■ THE TASK: Would you please copy every line from the records that contains the word "process"?

[Stored items]

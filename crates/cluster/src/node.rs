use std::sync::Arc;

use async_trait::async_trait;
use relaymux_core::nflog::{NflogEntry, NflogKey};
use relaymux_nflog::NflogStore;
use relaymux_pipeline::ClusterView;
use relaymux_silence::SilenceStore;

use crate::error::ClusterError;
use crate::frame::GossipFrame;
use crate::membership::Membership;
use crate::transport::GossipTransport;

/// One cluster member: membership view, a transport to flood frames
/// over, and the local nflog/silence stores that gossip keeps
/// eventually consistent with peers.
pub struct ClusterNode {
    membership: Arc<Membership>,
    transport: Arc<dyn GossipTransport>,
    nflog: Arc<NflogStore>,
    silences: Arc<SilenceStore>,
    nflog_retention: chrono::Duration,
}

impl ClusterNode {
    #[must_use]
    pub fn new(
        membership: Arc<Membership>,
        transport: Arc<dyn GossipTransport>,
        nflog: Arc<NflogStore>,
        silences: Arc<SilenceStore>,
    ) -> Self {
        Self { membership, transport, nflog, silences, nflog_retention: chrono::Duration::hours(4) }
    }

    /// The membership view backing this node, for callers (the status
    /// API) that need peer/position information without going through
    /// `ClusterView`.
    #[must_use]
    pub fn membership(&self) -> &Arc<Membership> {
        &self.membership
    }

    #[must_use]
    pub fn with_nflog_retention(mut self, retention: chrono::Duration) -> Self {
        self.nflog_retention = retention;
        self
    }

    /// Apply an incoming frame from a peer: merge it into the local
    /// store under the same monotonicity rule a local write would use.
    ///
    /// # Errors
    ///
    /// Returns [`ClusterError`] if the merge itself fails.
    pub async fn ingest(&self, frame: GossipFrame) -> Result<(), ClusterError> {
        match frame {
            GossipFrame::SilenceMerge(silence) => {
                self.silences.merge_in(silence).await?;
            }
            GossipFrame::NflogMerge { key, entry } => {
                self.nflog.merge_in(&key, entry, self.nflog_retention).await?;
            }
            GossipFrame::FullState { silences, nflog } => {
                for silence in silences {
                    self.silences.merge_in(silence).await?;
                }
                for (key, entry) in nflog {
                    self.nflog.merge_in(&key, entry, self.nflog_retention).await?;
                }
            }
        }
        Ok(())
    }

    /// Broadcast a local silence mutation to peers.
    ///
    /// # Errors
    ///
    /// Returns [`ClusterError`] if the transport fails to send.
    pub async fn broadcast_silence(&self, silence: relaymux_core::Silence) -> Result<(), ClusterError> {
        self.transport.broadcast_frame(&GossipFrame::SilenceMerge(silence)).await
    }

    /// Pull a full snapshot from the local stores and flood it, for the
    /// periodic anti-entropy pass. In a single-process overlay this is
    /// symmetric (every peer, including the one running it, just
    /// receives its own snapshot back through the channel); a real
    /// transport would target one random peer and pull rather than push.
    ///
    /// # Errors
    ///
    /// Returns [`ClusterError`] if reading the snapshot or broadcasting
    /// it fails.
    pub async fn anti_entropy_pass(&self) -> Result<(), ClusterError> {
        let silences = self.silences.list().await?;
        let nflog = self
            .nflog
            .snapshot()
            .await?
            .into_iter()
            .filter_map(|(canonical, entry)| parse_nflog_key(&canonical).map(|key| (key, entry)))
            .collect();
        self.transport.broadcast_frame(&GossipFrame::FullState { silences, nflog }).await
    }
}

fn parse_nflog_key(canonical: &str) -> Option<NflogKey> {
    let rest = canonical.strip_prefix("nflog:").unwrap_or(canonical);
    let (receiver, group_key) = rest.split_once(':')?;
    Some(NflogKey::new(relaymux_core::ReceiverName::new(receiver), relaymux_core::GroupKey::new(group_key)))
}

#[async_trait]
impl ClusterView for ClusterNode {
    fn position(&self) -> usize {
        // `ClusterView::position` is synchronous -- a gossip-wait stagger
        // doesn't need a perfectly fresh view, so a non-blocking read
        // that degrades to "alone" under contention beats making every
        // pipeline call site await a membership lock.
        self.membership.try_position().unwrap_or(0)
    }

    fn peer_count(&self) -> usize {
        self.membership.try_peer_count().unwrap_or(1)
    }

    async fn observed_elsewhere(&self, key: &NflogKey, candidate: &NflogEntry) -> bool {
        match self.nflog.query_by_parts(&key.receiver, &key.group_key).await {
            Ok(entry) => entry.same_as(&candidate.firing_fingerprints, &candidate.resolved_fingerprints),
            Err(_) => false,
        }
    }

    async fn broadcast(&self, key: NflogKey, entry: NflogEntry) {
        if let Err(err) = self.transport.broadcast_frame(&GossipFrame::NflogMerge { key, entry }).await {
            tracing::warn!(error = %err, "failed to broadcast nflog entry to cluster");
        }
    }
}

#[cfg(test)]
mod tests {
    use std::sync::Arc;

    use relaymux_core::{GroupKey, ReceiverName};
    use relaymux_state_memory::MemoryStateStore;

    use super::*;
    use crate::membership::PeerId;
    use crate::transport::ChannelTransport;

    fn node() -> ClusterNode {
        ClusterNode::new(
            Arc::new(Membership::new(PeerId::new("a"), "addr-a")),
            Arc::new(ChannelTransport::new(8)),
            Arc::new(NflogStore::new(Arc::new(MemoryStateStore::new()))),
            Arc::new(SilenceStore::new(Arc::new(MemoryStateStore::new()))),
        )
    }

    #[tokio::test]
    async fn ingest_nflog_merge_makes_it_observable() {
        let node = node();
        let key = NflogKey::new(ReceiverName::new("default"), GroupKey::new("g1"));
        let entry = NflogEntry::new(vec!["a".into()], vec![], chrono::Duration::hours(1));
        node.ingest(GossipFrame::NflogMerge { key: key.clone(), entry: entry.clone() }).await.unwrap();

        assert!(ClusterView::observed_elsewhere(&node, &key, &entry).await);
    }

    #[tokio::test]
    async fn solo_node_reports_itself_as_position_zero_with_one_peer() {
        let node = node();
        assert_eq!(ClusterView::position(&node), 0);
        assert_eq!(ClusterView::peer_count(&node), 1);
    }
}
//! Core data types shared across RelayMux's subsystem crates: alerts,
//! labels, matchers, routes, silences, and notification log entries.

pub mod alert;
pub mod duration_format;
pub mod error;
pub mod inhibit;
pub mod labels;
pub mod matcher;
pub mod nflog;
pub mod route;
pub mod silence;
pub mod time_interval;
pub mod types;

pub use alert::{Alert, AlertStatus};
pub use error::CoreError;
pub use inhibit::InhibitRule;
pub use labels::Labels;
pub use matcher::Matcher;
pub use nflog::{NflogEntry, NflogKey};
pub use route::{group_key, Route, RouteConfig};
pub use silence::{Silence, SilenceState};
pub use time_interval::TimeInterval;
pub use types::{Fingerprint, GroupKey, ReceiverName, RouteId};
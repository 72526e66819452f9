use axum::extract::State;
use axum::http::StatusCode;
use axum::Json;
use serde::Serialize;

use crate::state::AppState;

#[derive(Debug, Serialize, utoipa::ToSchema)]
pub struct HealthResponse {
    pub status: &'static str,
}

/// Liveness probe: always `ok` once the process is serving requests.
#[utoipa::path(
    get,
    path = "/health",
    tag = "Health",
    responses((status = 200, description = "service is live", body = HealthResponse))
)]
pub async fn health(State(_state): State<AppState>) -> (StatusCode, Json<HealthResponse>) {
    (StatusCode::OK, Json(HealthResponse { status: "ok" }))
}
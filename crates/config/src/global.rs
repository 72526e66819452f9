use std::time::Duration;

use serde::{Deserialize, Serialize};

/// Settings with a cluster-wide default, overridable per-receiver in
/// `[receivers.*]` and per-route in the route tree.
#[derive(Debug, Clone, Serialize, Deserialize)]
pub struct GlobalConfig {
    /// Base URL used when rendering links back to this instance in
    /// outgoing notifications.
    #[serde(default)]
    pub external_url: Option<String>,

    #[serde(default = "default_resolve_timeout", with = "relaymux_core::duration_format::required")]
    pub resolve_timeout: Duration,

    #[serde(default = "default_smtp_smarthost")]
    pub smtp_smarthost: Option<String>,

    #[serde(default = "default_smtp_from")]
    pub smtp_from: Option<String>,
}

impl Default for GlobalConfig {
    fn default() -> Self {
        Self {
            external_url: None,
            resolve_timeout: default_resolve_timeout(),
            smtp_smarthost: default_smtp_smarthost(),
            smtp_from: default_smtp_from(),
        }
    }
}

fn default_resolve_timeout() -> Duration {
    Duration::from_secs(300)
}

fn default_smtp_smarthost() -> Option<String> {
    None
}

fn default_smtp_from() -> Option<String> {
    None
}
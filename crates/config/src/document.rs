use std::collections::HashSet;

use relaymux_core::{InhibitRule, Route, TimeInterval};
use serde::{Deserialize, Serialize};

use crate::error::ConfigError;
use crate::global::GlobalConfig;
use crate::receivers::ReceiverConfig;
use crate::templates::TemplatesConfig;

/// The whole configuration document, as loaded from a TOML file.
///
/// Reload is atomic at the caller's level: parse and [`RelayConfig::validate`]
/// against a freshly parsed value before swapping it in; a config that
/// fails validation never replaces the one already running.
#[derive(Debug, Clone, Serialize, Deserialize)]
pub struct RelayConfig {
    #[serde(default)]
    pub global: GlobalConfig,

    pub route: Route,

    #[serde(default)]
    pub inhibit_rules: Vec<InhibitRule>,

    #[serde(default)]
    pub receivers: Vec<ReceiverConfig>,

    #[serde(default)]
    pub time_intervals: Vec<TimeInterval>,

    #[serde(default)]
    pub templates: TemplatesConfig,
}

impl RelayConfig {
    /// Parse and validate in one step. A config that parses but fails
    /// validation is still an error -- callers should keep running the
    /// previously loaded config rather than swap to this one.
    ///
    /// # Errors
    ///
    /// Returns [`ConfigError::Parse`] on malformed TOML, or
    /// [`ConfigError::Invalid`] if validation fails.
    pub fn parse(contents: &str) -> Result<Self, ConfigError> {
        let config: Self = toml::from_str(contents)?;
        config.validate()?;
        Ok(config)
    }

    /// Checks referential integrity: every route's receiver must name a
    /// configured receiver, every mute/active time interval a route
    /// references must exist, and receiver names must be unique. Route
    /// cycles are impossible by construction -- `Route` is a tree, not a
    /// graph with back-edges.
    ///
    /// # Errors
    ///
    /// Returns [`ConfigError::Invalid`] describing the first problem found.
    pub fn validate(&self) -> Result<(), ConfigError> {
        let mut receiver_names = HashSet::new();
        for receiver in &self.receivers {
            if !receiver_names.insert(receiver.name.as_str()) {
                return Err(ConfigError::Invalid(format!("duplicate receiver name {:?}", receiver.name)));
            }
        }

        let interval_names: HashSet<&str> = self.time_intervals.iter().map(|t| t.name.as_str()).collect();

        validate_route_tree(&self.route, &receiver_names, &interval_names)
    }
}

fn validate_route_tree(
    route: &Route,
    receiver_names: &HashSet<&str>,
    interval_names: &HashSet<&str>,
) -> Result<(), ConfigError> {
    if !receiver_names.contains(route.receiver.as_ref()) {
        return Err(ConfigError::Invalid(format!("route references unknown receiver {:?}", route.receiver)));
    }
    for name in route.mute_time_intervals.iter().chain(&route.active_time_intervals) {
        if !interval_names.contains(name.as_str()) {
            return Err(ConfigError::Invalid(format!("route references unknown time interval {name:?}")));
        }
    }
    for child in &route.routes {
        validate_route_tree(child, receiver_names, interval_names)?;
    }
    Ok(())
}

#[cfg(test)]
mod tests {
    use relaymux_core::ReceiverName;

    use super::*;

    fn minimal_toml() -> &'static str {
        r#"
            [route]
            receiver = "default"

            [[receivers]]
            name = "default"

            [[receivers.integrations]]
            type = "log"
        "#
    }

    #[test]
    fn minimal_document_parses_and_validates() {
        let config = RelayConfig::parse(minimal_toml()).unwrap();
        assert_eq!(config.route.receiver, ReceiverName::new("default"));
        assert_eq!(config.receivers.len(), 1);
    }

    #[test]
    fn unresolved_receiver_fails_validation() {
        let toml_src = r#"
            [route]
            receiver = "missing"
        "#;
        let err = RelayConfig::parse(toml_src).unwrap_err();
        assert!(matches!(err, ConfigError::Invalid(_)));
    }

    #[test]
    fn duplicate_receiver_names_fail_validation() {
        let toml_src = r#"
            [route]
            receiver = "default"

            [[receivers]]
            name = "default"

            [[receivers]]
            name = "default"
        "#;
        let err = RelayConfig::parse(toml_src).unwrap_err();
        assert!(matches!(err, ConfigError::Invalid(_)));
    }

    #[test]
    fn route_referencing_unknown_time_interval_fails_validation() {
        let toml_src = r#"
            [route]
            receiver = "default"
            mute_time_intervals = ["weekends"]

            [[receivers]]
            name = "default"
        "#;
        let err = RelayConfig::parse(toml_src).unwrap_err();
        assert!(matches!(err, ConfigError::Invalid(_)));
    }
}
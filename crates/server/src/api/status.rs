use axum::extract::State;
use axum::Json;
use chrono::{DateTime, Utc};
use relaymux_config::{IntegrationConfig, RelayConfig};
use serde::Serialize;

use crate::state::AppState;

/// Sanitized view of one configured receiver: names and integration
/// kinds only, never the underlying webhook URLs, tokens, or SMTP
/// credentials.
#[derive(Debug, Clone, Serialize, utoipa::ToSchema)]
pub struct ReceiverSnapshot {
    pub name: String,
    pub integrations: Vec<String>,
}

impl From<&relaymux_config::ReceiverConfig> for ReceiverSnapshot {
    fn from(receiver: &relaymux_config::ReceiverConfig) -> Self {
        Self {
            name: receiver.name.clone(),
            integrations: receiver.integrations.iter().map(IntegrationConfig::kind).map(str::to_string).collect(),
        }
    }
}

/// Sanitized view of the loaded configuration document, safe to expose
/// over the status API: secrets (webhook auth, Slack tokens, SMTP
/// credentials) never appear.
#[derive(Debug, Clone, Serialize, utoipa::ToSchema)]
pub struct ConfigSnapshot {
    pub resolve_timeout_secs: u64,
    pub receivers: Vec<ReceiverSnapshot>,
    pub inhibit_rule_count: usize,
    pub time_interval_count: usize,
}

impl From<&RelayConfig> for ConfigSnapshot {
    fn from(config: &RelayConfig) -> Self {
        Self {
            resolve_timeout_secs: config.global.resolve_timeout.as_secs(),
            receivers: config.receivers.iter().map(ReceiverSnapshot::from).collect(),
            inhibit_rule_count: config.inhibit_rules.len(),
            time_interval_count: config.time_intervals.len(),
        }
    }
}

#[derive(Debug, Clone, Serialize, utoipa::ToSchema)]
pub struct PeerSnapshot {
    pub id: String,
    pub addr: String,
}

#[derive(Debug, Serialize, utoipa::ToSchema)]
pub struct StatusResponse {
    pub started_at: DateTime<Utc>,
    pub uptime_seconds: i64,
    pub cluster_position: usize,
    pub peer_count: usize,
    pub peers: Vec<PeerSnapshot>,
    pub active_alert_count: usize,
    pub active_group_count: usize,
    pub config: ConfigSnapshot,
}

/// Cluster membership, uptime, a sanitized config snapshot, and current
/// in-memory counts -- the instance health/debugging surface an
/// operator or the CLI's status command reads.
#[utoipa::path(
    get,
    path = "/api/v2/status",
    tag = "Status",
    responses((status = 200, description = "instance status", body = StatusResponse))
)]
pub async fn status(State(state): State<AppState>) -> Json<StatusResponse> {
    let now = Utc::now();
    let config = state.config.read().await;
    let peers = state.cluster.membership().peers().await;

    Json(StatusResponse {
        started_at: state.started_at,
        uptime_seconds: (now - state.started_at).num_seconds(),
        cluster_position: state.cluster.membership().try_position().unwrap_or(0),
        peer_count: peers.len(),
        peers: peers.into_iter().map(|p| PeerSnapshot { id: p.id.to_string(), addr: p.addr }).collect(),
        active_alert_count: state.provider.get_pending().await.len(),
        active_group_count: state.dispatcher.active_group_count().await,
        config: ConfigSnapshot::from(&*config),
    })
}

■ RESPONSE AREA:
    /// periodic anti-entropy pass. In a single-process overlay this is
/// Liveness probe: always `ok` once the process is serving requests.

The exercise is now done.